For just over a year since Fake Drake's bum hit the music industry, executives have been debating whether genetic AI is a threat or an opportunity. The answer is both — creators are already using AI tools and already competing with AI music. But the future will be shaped by the copyright lawsuits the majors filed two weeks ago against Suno and Udio for allegedly using the labels' music to train their AI programs.
Like most tech debates, this one will be resolved in real time — Internet startups tend to think it's easier to ask for forgiveness than to get permission. Although neither Suno nor Udio have said they trained their program on major label music, the label's lawsuits highlight that both companies said using copyrighted works in this way would be “fair use.” , a defense to otherwise wrongful conduct. They're not admitting they did it – they're just defending themselves in case they did.
Whether this qualifies as fair use is much more than a million-dollar question, as legal damages can reach $150,000 per infringed work. The stakes are even higher than that, though. If the uptake of copyrighted works on a massive scale to train an AI is allowed under fair use, the music business may find it difficult to limit, control or monetize this technology.
If not, the labels will gain at least some control over these companies, and perhaps the entire nascent sector. There are other ways to limit AI, from legislation to likeness rights, but only copyright law has the kind of legal remedies that offer real leverage.
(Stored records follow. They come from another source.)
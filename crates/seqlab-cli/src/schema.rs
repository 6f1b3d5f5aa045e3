//! JSON report schema for the analyze command.

use std::path::Path;

use chrono::{DateTime, Utc};
use serde::{Deserialize, Serialize};
use seqlab_analysis::{
    comparison::SequenceComparison,
    sample::{SampleSizeStudy, StatisticsDeviations},
};
use seqlab_model::fit::DistributionFit;
use seqlab_stats::{
    correlation::AutocorrelationProfile, descriptive::SummaryStatistics, histogram::Histogram,
};

#[derive(Debug, Clone, Deserialize, Serialize)]
pub struct AnalysisReport {
    pub generated_at: DateTime<Utc>,
    pub input: String,
    pub sequence_length: usize,
    pub samples: Vec<SampleReport>,
    pub autocorrelation: AutocorrelationReport,
    pub histogram: Vec<BinReport>,
    pub fit: FitReport,
    pub comparison: Option<ComparisonReport>,
}

#[derive(Debug, Clone, Deserialize, Serialize)]
pub struct SampleReport {
    pub sample_size: usize,
    pub statistics: StatisticsReport,
    /// Relative deviations from the reference sample, in percent.
    pub deviations: StatisticsReport,
    pub confidence_intervals: Vec<ConfidenceIntervalReport>,
}

/// Shared shape for statistics and their relative deviations.
#[derive(Debug, Clone, Deserialize, Serialize)]
pub struct StatisticsReport {
    pub mean: f64,
    pub variance: f64,
    pub std_dev: f64,
    pub coefficient_of_variation: f64,
}

#[derive(Debug, Clone, Deserialize, Serialize)]
pub struct ConfidenceIntervalReport {
    pub confidence_level: f64,
    pub half_width: f64,
    /// Relative deviation from the reference interval, in percent.
    pub deviation: f64,
}

#[derive(Debug, Clone, Deserialize, Serialize)]
pub struct AutocorrelationReport {
    pub sample_size: usize,
    pub significance_threshold: f64,
    pub significant_lags: usize,
    pub coefficients: Vec<LagReport>,
}

#[derive(Debug, Clone, Deserialize, Serialize)]
pub struct LagReport {
    pub lag: usize,
    pub coefficient: f64,
    pub significant: bool,
}

#[derive(Debug, Clone, Deserialize, Serialize)]
pub struct BinReport {
    pub start: f64,
    pub end: f64,
    pub count: u64,
    /// Fraction of all values in this bin, in percent.
    pub share: f64,
}

#[derive(Debug, Clone, Deserialize, Serialize)]
pub struct FitReport {
    pub family: String,
    pub scale: Option<f64>,
    pub mixture: Option<MixtureReport>,
}

#[derive(Debug, Clone, Deserialize, Serialize)]
pub struct MixtureReport {
    pub t1: f64,
    pub t2: f64,
    pub q: f64,
}

#[derive(Debug, Clone, Deserialize, Serialize)]
pub struct ComparisonReport {
    pub original: StatisticsReport,
    pub generated: StatisticsReport,
    /// Relative deviations of the synthetic statistics, in percent.
    pub deviations: StatisticsReport,
    pub autocorrelation: Vec<LagPairReport>,
    pub cross_correlation: f64,
    pub quality: String,
}

#[derive(Debug, Clone, Deserialize, Serialize)]
pub struct LagPairReport {
    pub lag: usize,
    pub original: f64,
    pub generated: f64,
    pub absolute_difference: f64,
}

impl AnalysisReport {
    pub fn new(
        input: &Path,
        sequence_length: usize,
        study: &SampleSizeStudy,
        autocorrelation: &AutocorrelationProfile,
        histogram: &Histogram,
        fit: &DistributionFit,
        comparison: Option<&SequenceComparison>,
    ) -> Self {
        let samples = study
            .profiles
            .iter()
            .zip(study.deviations())
            .map(|(profile, deviations)| {
                let confidence_intervals = profile
                    .confidence_intervals
                    .iter()
                    .zip(&deviations.confidence_intervals)
                    .map(|(interval, deviation)| ConfidenceIntervalReport {
                        confidence_level: interval.confidence_level,
                        half_width: interval.half_width,
                        deviation: *deviation,
                    })
                    .collect();
                SampleReport {
                    sample_size: profile.sample_size,
                    statistics: StatisticsReport::from(&profile.statistics),
                    deviations: StatisticsReport::from(&deviations.statistics),
                    confidence_intervals,
                }
            })
            .collect();

        Self {
            generated_at: Utc::now(),
            input: input.display().to_string(),
            sequence_length,
            samples,
            autocorrelation: AutocorrelationReport::new(
                autocorrelation,
                study.reference().sample_size,
            ),
            histogram: bin_reports(histogram),
            fit: FitReport::from(fit),
            comparison: comparison.map(ComparisonReport::from),
        }
    }
}

impl AutocorrelationReport {
    fn new(profile: &AutocorrelationProfile, sample_size: usize) -> Self {
        let threshold = AutocorrelationProfile::significance_threshold(sample_size);
        let coefficients = profile
            .coefficients
            .iter()
            .map(|coefficient| LagReport {
                lag: coefficient.lag,
                coefficient: coefficient.coefficient,
                significant: coefficient.coefficient.abs() > threshold,
            })
            .collect();
        Self {
            sample_size,
            significance_threshold: threshold,
            significant_lags: profile.significant_lag_count(threshold),
            coefficients,
        }
    }
}

#[expect(clippy::cast_precision_loss)]
fn bin_reports(histogram: &Histogram) -> Vec<BinReport> {
    let total = histogram.total_count();
    histogram
        .bins
        .iter()
        .map(|bin| BinReport {
            start: bin.range.start,
            end: bin.range.end,
            count: bin.count,
            share: if total == 0 {
                0.0
            } else {
                100.0 * bin.count as f64 / total as f64
            },
        })
        .collect()
}

impl From<&SummaryStatistics> for StatisticsReport {
    fn from(statistics: &SummaryStatistics) -> Self {
        Self {
            mean: statistics.mean,
            variance: statistics.variance,
            std_dev: statistics.std_dev,
            coefficient_of_variation: statistics.coefficient_of_variation,
        }
    }
}

impl From<&StatisticsDeviations> for StatisticsReport {
    fn from(deviations: &StatisticsDeviations) -> Self {
        Self {
            mean: deviations.mean,
            variance: deviations.variance,
            std_dev: deviations.std_dev,
            coefficient_of_variation: deviations.coefficient_of_variation,
        }
    }
}

impl From<&DistributionFit> for FitReport {
    fn from(fit: &DistributionFit) -> Self {
        let (scale, mixture) = match fit {
            DistributionFit::Exponential { scale } => (Some(*scale), None),
            DistributionFit::Hyperexponential(params) => (
                None,
                Some(MixtureReport {
                    t1: params.t1,
                    t2: params.t2,
                    q: params.q,
                }),
            ),
            DistributionFit::ErlangNormalized | DistributionFit::Hypoexponential => (None, None),
        };
        Self {
            family: fit.family().to_string(),
            scale,
            mixture,
        }
    }
}

impl From<&SequenceComparison> for ComparisonReport {
    fn from(comparison: &SequenceComparison) -> Self {
        Self {
            original: StatisticsReport::from(&comparison.original),
            generated: StatisticsReport::from(&comparison.generated),
            deviations: StatisticsReport::from(&comparison.deviations),
            autocorrelation: comparison
                .autocorrelation
                .iter()
                .map(|pair| LagPairReport {
                    lag: pair.lag,
                    original: pair.original,
                    generated: pair.generated,
                    absolute_difference: pair.absolute_difference,
                })
                .collect(),
            cross_correlation: comparison.cross_correlation,
            quality: comparison.quality.to_string(),
        }
    }
}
Although neither Suno nor Udio has issued a legal response, Suno's CEO Mikey Shulman released a statement saying the record labels were “back to their old book of lawyers.” The obvious reference is Napster, since most people believe that in the late 90s the music industry saw the future and decided to sue it.
That's not exactly what happened. The majors knew the future was digital—they lobbied for the 1995 Digital Performance Right in Sound Recordings Act, which ensured streaming services had to pay to play recordings in the US even though traditional radio stations didn't. they do. They just didn't want peer-to-peer services distributing their content for nothing — or having to negotiate with them while doing so. In July 2000, three months after the majors sued Napster, top executives sat down with the company to try to reach a settlement, but they couldn't agree. the labels traded as if Napster needed a license, and Napster traded as if it didn't. In the end, after a decade of lawsuits and lost business, creators and rights holders established their right to be paid for online distribution, and the music industry began to recover.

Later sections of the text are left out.